Stored items:
★ ★ ★ ★ ★

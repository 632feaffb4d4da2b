//! Upload classification, safe archive extraction, and converter dispatch —
//! the UPLOADED → CLASSIFIED → CONVERTED states of the slicing pipeline.

use crate::runner::{RunnerError, SubprocessRunner};
use slicer_config::PathsConfig;
use slicer_types::{SlicerError, SlicerResult};
use std::path::{Path, PathBuf};

const IMAGE_EXTS: &[&str] = &["png", "jpg", "jpeg", "bmp"];
const VECTOR_EXTS: &[&str] = &["dxf", "svg", "eps", "pdf"];
const MESH_EXTS: &[&str] = &["obj", "3mf", "ply"];
const CAD_EXTS: &[&str] = &["stp", "step", "igs", "iges"];
pub const ARCHIVE_EXT: &str = "zip";

/// Source file kind, by extension, as dispatched to the matching converter.
#[derive(Debug, Clone, Copy, PartialEq, Eq)]
pub enum SourceKind {
    Stl,
    Image,
    Vector,
    Mesh,
    Cad,
}

/// Classify a (lowercased) file extension into a source kind, or `None` if
/// it is outside the supported union.
pub fn classify_extension(ext: &str) -> Option<SourceKind> {
    let ext = ext.to_ascii_lowercase();
    if ext == "stl" {
        Some(SourceKind::Stl)
    } else if IMAGE_EXTS.contains(&ext.as_str()) {
        Some(SourceKind::Image)
    } else if VECTOR_EXTS.contains(&ext.as_str()) {
        Some(SourceKind::Vector)
    } else if MESH_EXTS.contains(&ext.as_str()) {
        Some(SourceKind::Mesh)
    } else if CAD_EXTS.contains(&ext.as_str()) {
        Some(SourceKind::Cad)
    } else {
        None
    }
}

/// Scan `dir` (non-recursive) for the first file, in filename order, whose
/// extension is in the supported union.
pub fn find_supported_entry(dir: &Path) -> SlicerResult<PathBuf> {
    let mut entries: Vec<PathBuf> = std::fs::read_dir(dir)
        .map_err(|e| SlicerError::Internal(format!("failed to read extraction directory: {e}")))?
        .filter_map(|entry| entry.ok())
        .map(|entry| entry.path())
        .filter(|path| path.is_file())
        .collect();
    entries.sort();

    entries
        .into_iter()
        .find(|path| {
            path.extension()
                .and_then(|e| e.to_str())
                .and_then(classify_extension)
                .is_some()
        })
        .ok_or(SlicerError::UnsupportedUpload)
}

/// Extract a zip upload into `dest_dir`, rejecting encrypted archives,
/// archives past the entry-count or uncompressed-size budget, and any entry
/// whose resolved path would escape `dest_dir`. Runs on a blocking thread
/// since the `zip` crate is synchronous.
pub async fn extract_archive(
    archive_path: &Path,
    dest_dir: &Path,
    max_entries: u32,
    max_uncompressed_bytes: u64,
) -> SlicerResult<()> {
    let archive_path = archive_path.to_path_buf();
    let dest_dir = dest_dir.to_path_buf();

    tokio::task::spawn_blocking(move || {
        extract_archive_blocking(&archive_path, &dest_dir, max_entries, max_uncompressed_bytes)
    })
    .await
    .map_err(|e| SlicerError::Internal(format!("archive extraction task panicked: {e}")))?
}

fn extract_archive_blocking(
    archive_path: &Path,
    dest_dir: &Path,
    max_entries: u32,
    max_uncompressed_bytes: u64,
) -> SlicerResult<()> {
    let file = std::fs::File::open(archive_path)
        .map_err(|e| SlicerError::Internal(format!("failed to open archive: {e}")))?;
    let mut archive = zip::ZipArchive::new(file).map_err(|e| SlicerError::ArchiveRejected {
        reason: format!("not a valid zip archive: {e}"),
    })?;

    if archive.len() > max_entries as usize {
        return Err(SlicerError::ArchiveRejected {
            reason: format!(
                "archive contains {} entries, exceeding the limit of {max_entries}",
                archive.len()
            ),
        });
    }

    std::fs::create_dir_all(dest_dir)
        .map_err(|e| SlicerError::Internal(format!("failed to create extraction directory: {e}")))?;
    let root = dest_dir
        .canonicalize()
        .map_err(|e| SlicerError::Internal(format!("failed to resolve extraction root: {e}")))?;

    let mut cumulative_bytes: u64 = 0;
    for index in 0..archive.len() {
        let mut entry = archive.by_index(index).map_err(|e| SlicerError::ArchiveRejected {
            reason: format!("corrupt archive entry: {e}"),
        })?;

        if entry.encrypted() {
            return Err(SlicerError::ArchiveRejected {
                reason: "encrypted archives are not supported".to_string(),
            });
        }

        cumulative_bytes += entry.size();
        if cumulative_bytes > max_uncompressed_bytes {
            return Err(SlicerError::ArchiveRejected {
                reason: format!(
                    "archive exceeds the uncompressed size limit of {max_uncompressed_bytes} bytes"
                ),
            });
        }

        // `enclosed_name` already refuses absolute paths and `..` components.
        let Some(relative) = entry.enclosed_name().map(Path::to_path_buf) else {
            return Err(SlicerError::ArchiveRejected {
                reason: "archive entry resolves outside the extraction root".to_string(),
            });
        };
        let out_path = dest_dir.join(&relative);

        if entry.is_dir() {
            std::fs::create_dir_all(&out_path)
                .map_err(|e| SlicerError::Internal(format!("failed to create directory: {e}")))?;
            continue;
        }
        if let Some(parent) = out_path.parent() {
            std::fs::create_dir_all(parent)
                .map_err(|e| SlicerError::Internal(format!("failed to create directory: {e}")))?;
        }

        // Defense in depth: re-verify the resolved parent is still under
        // `root` now that it exists and can be canonicalized.
        let parent_canonical = out_path
            .parent()
            .map(|p| p.canonicalize().unwrap_or_else(|_| dest_dir.to_path_buf()))
            .unwrap_or_else(|| dest_dir.to_path_buf());
        if !parent_canonical.starts_with(&root) {
            return Err(SlicerError::ArchiveRejected {
                reason: "archive entry escapes the extraction directory".to_string(),
            });
        }

        let mut out_file = std::fs::File::create(&out_path)
            .map_err(|e| SlicerError::Internal(format!("failed to write extracted file: {e}")))?;
        std::io::copy(&mut entry, &mut out_file)
            .map_err(|e| SlicerError::Internal(format!("failed to write extracted file: {e}")))?;
    }

    Ok(())
}

/// Converts `input` to a sibling `.stl` via the converter matching `kind`.
/// `.stl` inputs pass through untouched. The converter writes to
/// `<input>.stl`, which the caller must add to its cleanup list.
pub async fn convert_to_stl(
    kind: SourceKind,
    input: &Path,
    depth: f64,
    runner: &SubprocessRunner,
    paths: &PathsConfig,
) -> SlicerResult<PathBuf> {
    if kind == SourceKind::Stl {
        return Ok(input.to_path_buf());
    }

    let binary: &str = match kind {
        SourceKind::Image => &paths.image_to_mesh_binary,
        SourceKind::Vector => &paths.vector_to_mesh_binary,
        SourceKind::Mesh => &paths.mesh_to_mesh_binary,
        SourceKind::Cad => &paths.cad_to_mesh_binary,
        SourceKind::Stl => unreachable!(),
    };

    let output = input.with_extension("stl");
    let depth_arg = depth.to_string();
    let input_str = input.to_string_lossy().into_owned();
    let output_str = output.to_string_lossy().into_owned();
    let args = [
        input_str.as_str(),
        "--depth",
        depth_arg.as_str(),
        "--output",
        output_str.as_str(),
    ];

    runner
        .run(binary, &args, None)
        .await
        .map(|_| output)
        .map_err(|err| classify_converter_error(&err))
}

/// Best-effort orientation optimization: invoke the optimizer to produce
/// `<stem>_oriented.stl`. Failure or a missing output file is never fatal —
/// the caller continues with the pre-orientation mesh.
pub async fn orient_best_effort(
    stl_path: &Path,
    runner: &SubprocessRunner,
    paths: &PathsConfig,
) -> Option<PathBuf> {
    let oriented = stl_path.with_file_name(format!(
        "{}_oriented.stl",
        stl_path.file_stem()?.to_string_lossy()
    ));
    let input_str = stl_path.to_string_lossy().into_owned();
    let output_str = oriented.to_string_lossy().into_owned();
    let args = [input_str.as_str(), "--output", output_str.as_str()];

    match runner
        .run(&paths.orientation_optimizer_binary, &args, None)
        .await
    {
        Ok(_) if oriented.exists() => Some(oriented),
        Ok(_) => {
            tracing::warn!(
                path = %oriented.display(),
                "orientation optimizer reported success but produced no output, continuing unoriented"
            );
            None
        }
        Err(err) => {
            tracing::warn!(error = %err, "orientation optimizer failed, continuing unoriented");
            None
        }
    }
}

/// Classify a converter failure per the error-classifier contract: an
/// explicit exit-code mapping (`2` = bad geometry, `3` = unreadable input)
/// takes priority; a closed set of stderr/stdout hints covers converters
/// that do not yet emit those codes; anything else is internal.
fn classify_converter_error(err: &RunnerError) -> SlicerError {
    const GEOMETRY_HINTS: &[&str] = &[
        "empty scene",
        "open polygon",
        "unreadable image",
        "failed to mesh",
        "non-manifold",
        "degenerate geometry",
    ];

    match err {
        RunnerError::NonZeroExit {
            status, message, ..
        } => match status {
            2 => SlicerError::InvalidSourceGeometry {
                detail: message.clone(),
            },
            3 => SlicerError::InvalidSourceGeometry {
                detail: format!("unreadable input: {message}"),
            },
            _ => {
                let lower = message.to_ascii_lowercase();
                if GEOMETRY_HINTS.iter().any(|hint| lower.contains(hint)) {
                    SlicerError::InvalidSourceGeometry {
                        detail: message.clone(),
                    }
                } else {
                    SlicerError::Internal(format!("converter failed: {message}"))
                }
            }
        },
        RunnerError::TimedOut {
            command,
            timeout_secs,
        } => SlicerError::Internal(format!("converter `{command}` timed out after {timeout_secs}s")),
        RunnerError::Spawn { command, source } => {
            SlicerError::Internal(format!("failed to launch converter `{command}`: {source}"))
        }
    }
}

#[cfg(test)]
mod tests {
    use super::*;

    #[test]
    fn classifies_every_documented_extension() {
        assert_eq!(classify_extension("stl"), Some(SourceKind::Stl));
        assert_eq!(classify_extension("PNG"), Some(SourceKind::Image));
        assert_eq!(classify_extension("svg"), Some(SourceKind::Vector));
        assert_eq!(classify_extension("3mf"), Some(SourceKind::Mesh));
        assert_eq!(classify_extension("step"), Some(SourceKind::Cad));
        assert_eq!(classify_extension("txt"), None);
    }

    #[test]
    fn find_supported_entry_picks_first_in_filename_order() {
        let dir = tempfile::tempdir().unwrap();
        std::fs::write(dir.path().join("b_model.stl"), b"solid\n").unwrap();
        std::fs::write(dir.path().join("a_readme.txt"), b"notes").unwrap();

        let found = find_supported_entry(dir.path()).unwrap();
        assert_eq!(found.file_name().unwrap(), "b_model.stl");
    }

    #[test]
    fn find_supported_entry_errors_when_nothing_matches() {
        let dir = tempfile::tempdir().unwrap();
        std::fs::write(dir.path().join("notes.txt"), b"notes").unwrap();
        assert!(matches!(
            find_supported_entry(dir.path()),
            Err(SlicerError::UnsupportedUpload)
        ));
    }

    #[tokio::test]
    async fn extracts_a_well_formed_archive() {
        let src_dir = tempfile::tempdir().unwrap();
        let archive_path = src_dir.path().join("upload.zip");
        {
            let file = std::fs::File::create(&archive_path).unwrap();
            let mut writer = zip::ZipWriter::new(file);
            let options =
                zip::write::FileOptions::default().compression_method(zip::CompressionMethod::Stored);
            writer.start_file("model.stl", options).unwrap();
            std::io::Write::write_all(&mut writer, b"solid test\nendsolid test\n").unwrap();
            writer.finish().unwrap();
        }

        let dest_dir = tempfile::tempdir().unwrap();
        extract_archive(&archive_path, dest_dir.path(), 10, 10 * 1024 * 1024)
            .await
            .unwrap();
        assert!(dest_dir.path().join("model.stl").exists());
    }

    #[tokio::test]
    async fn rejects_archives_past_the_entry_limit() {
        let src_dir = tempfile::tempdir().unwrap();
        let archive_path = src_dir.path().join("bomb.zip");
        {
            let file = std::fs::File::create(&archive_path).unwrap();
            let mut writer = zip::ZipWriter::new(file);
            let options =
                zip::write::FileOptions::default().compression_method(zip::CompressionMethod::Stored);
            for i in 0..5 {
                writer.start_file(format!("entry-{i}.txt"), options).unwrap();
                std::io::Write::write_all(&mut writer, b"x").unwrap();
            }
            writer.finish().unwrap();
        }

        let dest_dir = tempfile::tempdir().unwrap();
        let result = extract_archive(&archive_path, dest_dir.path(), 3, 10 * 1024 * 1024).await;
        assert!(matches!(result, Err(SlicerError::ArchiveRejected { .. })));
    }

    #[test]
    fn classifies_converter_exit_codes() {
        let err = RunnerError::NonZeroExit {
            command: "image-to-mesh in.png".to_string(),
            status: 2,
            message: "bad geometry".to_string(),
        };
        assert!(matches!(
            classify_converter_error(&err),
            SlicerError::InvalidSourceGeometry { .. }
        ));
    }

    #[test]
    fn classifies_unknown_exit_codes_by_hint_or_internal() {
        let hinted = RunnerError::NonZeroExit {
            command: "cad-to-mesh in.step".to_string(),
            status: 1,
            message: "CAD import failed: empty scene".to_string(),
        };
        assert!(matches!(
            classify_converter_error(&hinted),
            SlicerError::InvalidSourceGeometry { .. }
        ));

        let unknown = RunnerError::NonZeroExit {
            command: "cad-to-mesh in.step".to_string(),
            status: 1,
            message: "segmentation fault".to_string(),
        };
        assert!(matches!(
            classify_converter_error(&unknown),
            SlicerError::Internal(_)
        ));
    }
}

★ ★ ★ ★ ★

**WORK INSTRUCTION**. Wherever a line of the data holds "open", copy that line.

**FINAL ANSWER**.
    let file = std::fs::File::open(archive_path)
        .map_err(|e| SlicerError::Internal(format!("failed to open archive: {e}")))?;
        "open polygon",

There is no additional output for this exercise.